Dataset entries:
--- START ---
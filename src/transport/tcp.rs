//! TCP transport for DNS queries.
//!
//! Each client connection is handled independently. Messages are prefixed
//! with a 2-byte length, and a client may send several on one connection.

use std::io;
use std::net::SocketAddr;
use std::sync::Arc;

use tokio::io::{AsyncReadExt, AsyncWriteExt};
use tokio::net::{TcpListener, TcpStream};
use tokio::task::JoinHandle;
use tracing::{debug, error};

use super::{Protocol, decode_query, encode_response};
use crate::dns;
use crate::resolver::Resolver;

/// TCP listener for the forwarder.
pub struct TcpTransport {
    listener: TcpListener,
}

impl TcpTransport {
    pub async fn bind(addr: SocketAddr) -> io::Result<Self> {
        let listener = TcpListener::bind(addr).await?;

        Ok(Self { listener })
    }

    pub fn local_addr(&self) -> io::Result<SocketAddr> {
        self.listener.local_addr()
    }

    /// Start the accept loop; each connection gets its own task.
    pub fn start(self, resolver: Arc<Resolver>) -> JoinHandle<()> {
        tokio::spawn(run_accept_loop(self.listener, resolver))
    }
}

async fn run_accept_loop(listener: TcpListener, resolver: Arc<Resolver>) {
    loop {
        match listener.accept().await {
            Ok((client, peer)) => {
                tokio::spawn(handle_connection(client, peer, resolver.clone()));
            }
            Err(e) => {
                error!(error = %e, "TCP accept error");
            }
        }
    }
}

/// Serve queries from one connection until the client closes it.
///
/// A query that gets no answer ends the connection, mirroring the silence
/// of the UDP side.
async fn handle_connection(mut client: TcpStream, peer: SocketAddr, resolver: Arc<Resolver>) {
    while let Some(query) = read_dns_message(&mut client).await {
        let Some(request) = decode_query(Protocol::Tcp, &query) else {
            return;
        };
        debug!(
            protocol = %Protocol::Tcp,
            remote = %peer,
            question = %dns::first_name(&request),
            "request"
        );

        let Some(response) = resolver.handle(&request).await else {
            return;
        };
        let Some(bytes) = encode_response(Protocol::Tcp, &response) else {
            return;
        };
        let Ok(len) = u16::try_from(bytes.len()) else {
            return;
        };
        if client.write_all(&len.to_be_bytes()).await.is_err()
            || client.write_all(&bytes).await.is_err()
        {
            return;
        }
    }
}

/// Read one length-prefixed DNS message, without its prefix.
async fn read_dns_message(stream: &mut TcpStream) -> Option<Vec<u8>> {
    let mut len = [0u8; 2];
    stream.read_exact(&mut len).await.ok()?;

    let mut buf = vec![0u8; u16::from_be_bytes(len) as usize];
    stream.read_exact(&mut buf).await.ok()?;

    Some(buf)
}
--- END ---
**Your goal**
Please set down exactly the lines running from the one with "let mut len = [0u8; 2];" to the last line of the entries above, both of them included, and no others.

**Reply**
    let mut len = [0u8; 2];
    stream.read_exact(&mut len).await.ok()?;

    let mut buf = vec![0u8; u16::from_be_bytes(len) as usize];
    stream.read_exact(&mut buf).await.ok()?;

    Some(buf)
}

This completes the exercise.